Spirituality may offer benefits for people with mental health issues, but people may encounter barriers when reaching out for this help.
To cultivate spiritual resources that might have therapeutic value, USC’s Ann Marie Yamada worked with the Los Angeles County Department of Mental Health to design and test a new spirituality-based treatment program.
“Stigma prevents many individuals experiencing schizophrenia or bipolar disorders from seeking spiritual or religious support from a faith-based community organization. It is difficult for some people to find a community where they feel comfortable and accepted,” said Yamada, co-author of a new study and associate professor at the USC Suzanne Dworak-Peck School of Social Work. “These concerns may not be shared with mental health providers as they may perceive spiritual needs are not appropriate to discuss.”
This stigma creates a gap when patients are unable to find spiritual support from either a health care provider or religious community.
“Within the urban community served by LAC-DMH, spirituality has been an underutilized resource. It is a great tool for addressing the health and recovery needs of the largely African-American and Latino patients served by the participating LAC-DMH agency,” Yamada said.
It is essential, she noted, that investigators understand the significance of spirituality and religion in these cultures and respectfully acknowledge the philosophical differences in practices between both groups.
Soul searching
The Spiritual Strategies for Psychosocial Recovery program uses spirituality as a therapeutic tool to teach practical coping skills.
“After learning that there are few well-documented interventions that incorporate spirituality, Dr. Subica and I wanted to take the best practices already being used and add greater emphasis on coping skills that have been shown to be effective,” said Yamada, referring to Andew Subica, the study co-author with the School of Medicine at the University of California, Riverside.
Group therapy sessions include activities like breathing exercises, goal setting and group discussion to build both social and coping skills.
“When people find the strength to improve their coping skills, they are more likely to adhere to their treatment plans and see themselves as active participants in their health and recovery,” Yamada said.
Taking a leap of faith
Yamada hopes more innovative providers like LAC-DMH will explore the potential of spirituality-infused treatments. Many of the LAC-DMH-affiliated wellness and recovery centers already offer some type of spirituality-related activities that involve meditation, mindfulness or support groups.
It’s just a matter of time, given that 80 percent of the adults sampled across California community mental health centers support integration of spirituality into mental health services, she said.
The study included a small pool of participants, but early findings are promising and participants were consistently satisfied with the therapy sessions.

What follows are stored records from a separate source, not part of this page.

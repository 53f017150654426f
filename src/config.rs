//! # Resolver Configuration Module
//!
//! Environment variable-based configuration for the resolver.
//!
//! ## Environment Variables
//!
//! ### `BRRTSEC_SCOPE_POLICY`
//!
//! Chooses the scope catalog that requested OAuth2 scopes are validated against:
//! - `first` (default): scopes of the first usable flow, in the order
//!   implicit → password → clientCredentials → authorizationCode
//! - `union`: scopes of every usable flow
//!
//! Unknown values fall back to `first`.
//!
//! ## Usage
//!
//! ```rust
//! use brrtsec::config::{ResolverConfig, ScopePolicy};
//!
//! let config = ResolverConfig::from_env();
//! println!("Scope policy: {}", config.scope_policy);
//! ```

use std::env;

/// How requested OAuth2 scopes are validated against declared flows.
#[derive(Debug, Clone, Copy, Default, PartialEq, Eq, clap::ValueEnum)]
pub enum ScopePolicy {
    /// Only the first usable flow's scopes count
    #[default]
    #[value(name = "first")]
    FirstPresent,
    /// Scopes of all usable flows count
    Union,
}

impl ScopePolicy {
    #[must_use]
    pub fn parse(s: &str) -> Self {
        match s.trim().to_lowercase().as_str() {
            "union" => ScopePolicy::Union,
            _ => ScopePolicy::FirstPresent,
        }
    }
}

impl std::fmt::Display for ScopePolicy {
    fn fmt(&self, f: &mut std::fmt::Formatter<'_>) -> std::fmt::Result {
        match self {
            ScopePolicy::FirstPresent => write!(f, "first"),
            ScopePolicy::Union => write!(f, "union"),
        }
    }
}

/// Resolver configuration.
#[derive(Debug, Clone, Copy, Default, PartialEq, Eq)]
pub struct ResolverConfig {
    pub scope_policy: ScopePolicy,
}

impl ResolverConfig {
    /// Load configuration from environment variables.
    #[must_use]
    pub fn from_env() -> Self {
        let scope_policy = match env::var("BRRTSEC_SCOPE_POLICY") {
            Ok(val) => ScopePolicy::parse(&val),
            Err(_) => ScopePolicy::default(),
        };
        ResolverConfig { scope_policy }
    }

    #[must_use]
    pub fn with_scope_policy(mut self, scope_policy: ScopePolicy) -> Self {
        self.scope_policy = scope_policy;
        self
    }
}

#[cfg(test)]
mod tests {
    use super::*;

    #[test]
    fn test_scope_policy_parse() {
        assert_eq!(ScopePolicy::parse("union"), ScopePolicy::Union);
        assert_eq!(ScopePolicy::parse(" UNION "), ScopePolicy::Union);
        assert_eq!(ScopePolicy::parse("first"), ScopePolicy::FirstPresent);
        assert_eq!(ScopePolicy::parse("bogus"), ScopePolicy::FirstPresent);
    }

    #[test]
    fn test_default_is_first_present() {
        assert_eq!(
            ResolverConfig::default().scope_policy,
            ScopePolicy::FirstPresent
        );
        assert_eq!(ScopePolicy::FirstPresent.to_string(), "first");
    }

    #[test]
    fn test_with_scope_policy() {
        let config = ResolverConfig::default().with_scope_policy(ScopePolicy::Union);
        assert_eq!(config.scope_policy, ScopePolicy::Union);
    }
}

Many patients described mood improvements and a feeling of empowerment and control over their conditions.
“I like having these tools because it helps me feel less tense,” said one woman in the program. “During the week when we don’t have group, I can use them.”

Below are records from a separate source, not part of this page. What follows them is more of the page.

//! # CLI Module
//!
//! Command-line front end for the resolver and the security linter, shipped as
//! the `brrtsec` binary.
//!
//! ## Commands
//!
//! ### `resolve`
//!
//! Resolve the security of one operation:
//!
//! ```bash
//! brrtsec resolve --spec openapi.yaml --path /pets --method get
//! ```
//!
//! Prints the resolved security as JSON, or `null` when the operation is not
//! declared.
//!
//! ### `inspect`
//!
//! Resolve every operation in document order:
//!
//! ```bash
//! brrtsec inspect --spec openapi.yaml --compact
//! ```
//!
//! ### `lint`
//!
//! Report scheme references the resolver would silently drop:
//!
//! ```bash
//! brrtsec lint --spec openapi.yaml --fail-on-error
//! ```
//!
//! ## Global Options
//!
//! - `--scope-policy <first|union>` - scope catalog used for OAuth2 schemes;
//!   overrides `BRRTSEC_SCOPE_POLICY` (unknown values there fall back to `first`)
//! - `-v, --verbose` - debug-level logs with source locations
//!
//! ## Usage from Code
//!
//! ```rust,ignore
//! use brrtsec::cli::{run_cli, Cli};
//! use clap::Parser;
//!
//! let cli = Cli::parse();
//! run_cli(cli)?;
//! ```
//!
//! JSON goes to stdout, logs to stderr, and any failure makes the binary exit
//! with status 1.

mod commands;


pub use commands::{run_cli, Cli, Commands};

The success of the program suggests that health care providers and spiritual leaders could work together to address the needs of their communities.

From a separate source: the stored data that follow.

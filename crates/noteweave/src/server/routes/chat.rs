//! Chat completion, regeneration, context and provider endpoints

use axum::{
    extract::{Path, State},
    response::{
        sse::{KeepAlive, Sse},
        IntoResponse, Response,
    },
    Json,
};
use futures::StreamExt;
use serde::Serialize;
use std::convert::Infallible;
use tokio_stream::wrappers::ReceiverStream;
use uuid::Uuid;

use crate::chat::{PreparedTurn, RegenerateRequest};
use crate::error::Result;
use crate::providers::registry::ProviderInfo;
use crate::retrieval::{RetrievalRequest, RetrievedContext};
use crate::server::state::AppState;
use crate::types::chat::ChatCompletionRequest;

#[derive(Debug, Serialize)]
pub struct ProvidersResponse {
    pub providers: Vec<ProviderInfo>,
    pub embedding_model: String,
}

/// POST /v1/chat/completions - OpenAI-compatible chat, streamed when `stream` is true
pub async fn chat_completions(
    State(state): State<AppState>,
    Json(request): Json<ChatCompletionRequest>,
) -> Result<Response> {
    tracing::info!(
        "Chat request: model={:?} stream={} documents={}",
        request.model,
        request.stream,
        request.document_ids.len()
    );
    let turn = state.chat().prepare(&request).await?;
    respond(&state, turn, request.stream).await
}

/// POST /api/messages/:id/regenerate - New reply next to an existing one
pub async fn regenerate_message(
    State(state): State<AppState>,
    Path(message_id): Path<Uuid>,
    body: Option<Json<RegenerateRequest>>,
) -> Result<Response> {
    let request = body.map(|Json(r)| r).unwrap_or_default();
    let turn = state
        .chat()
        .prepare_regeneration(message_id, &request)
        .await?;
    respond(&state, turn, request.stream).await
}

async fn respond(state: &AppState, turn: PreparedTurn, stream: bool) -> Result<Response> {
    if !stream {
        let response = state.chat().complete(turn).await?;
        return Ok(Json(response).into_response());
    }

    let frames = state.chat().clone().stream(turn);
    let events = ReceiverStream::new(frames).map(|frame| Ok::<_, Infallible>(frame.into_event()));
    Ok(Sse::new(events)
        .keep_alive(KeepAlive::default())
        .into_response())
}

/// POST /api/spaces/:space_id/context - Grounding context for a query
pub async fn space_context(
    State(state): State<AppState>,
    Path(space_id): Path<String>,
    Json(mut request): Json<RetrievalRequest>,
) -> Result<Json<RetrievedContext>> {
    request.space_id = Some(space_id);
    Ok(Json(state.retriever().retrieve(&request).await?))
}

/// GET /api/providers - Configured providers in fallback order
pub async fn list_providers(State(state): State<AppState>) -> Json<ProvidersResponse> {
    Json(ProvidersResponse {
        providers: state.registry().describe(),
        embedding_model: state.config().embeddings.model_id(),
    })
}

“Involvement of both clinicians and religious leaders is one way to reduce the stereotypes held by both professions,” Yamada sai. “These stereotypes serve as barriers to developing mental health services that integrate spirituality effectively.”
Understanding that spirituality can be a resource for many individuals, mental health providers are better equipped to offer comprehensive treatment.
“Ultimately, this intervention is about strengthening coping skills,” she said. “Spirituality enhances personal hope through connection to a greater power that could be religious, but is fundamentally defined in whatever way has meaning to each participant.”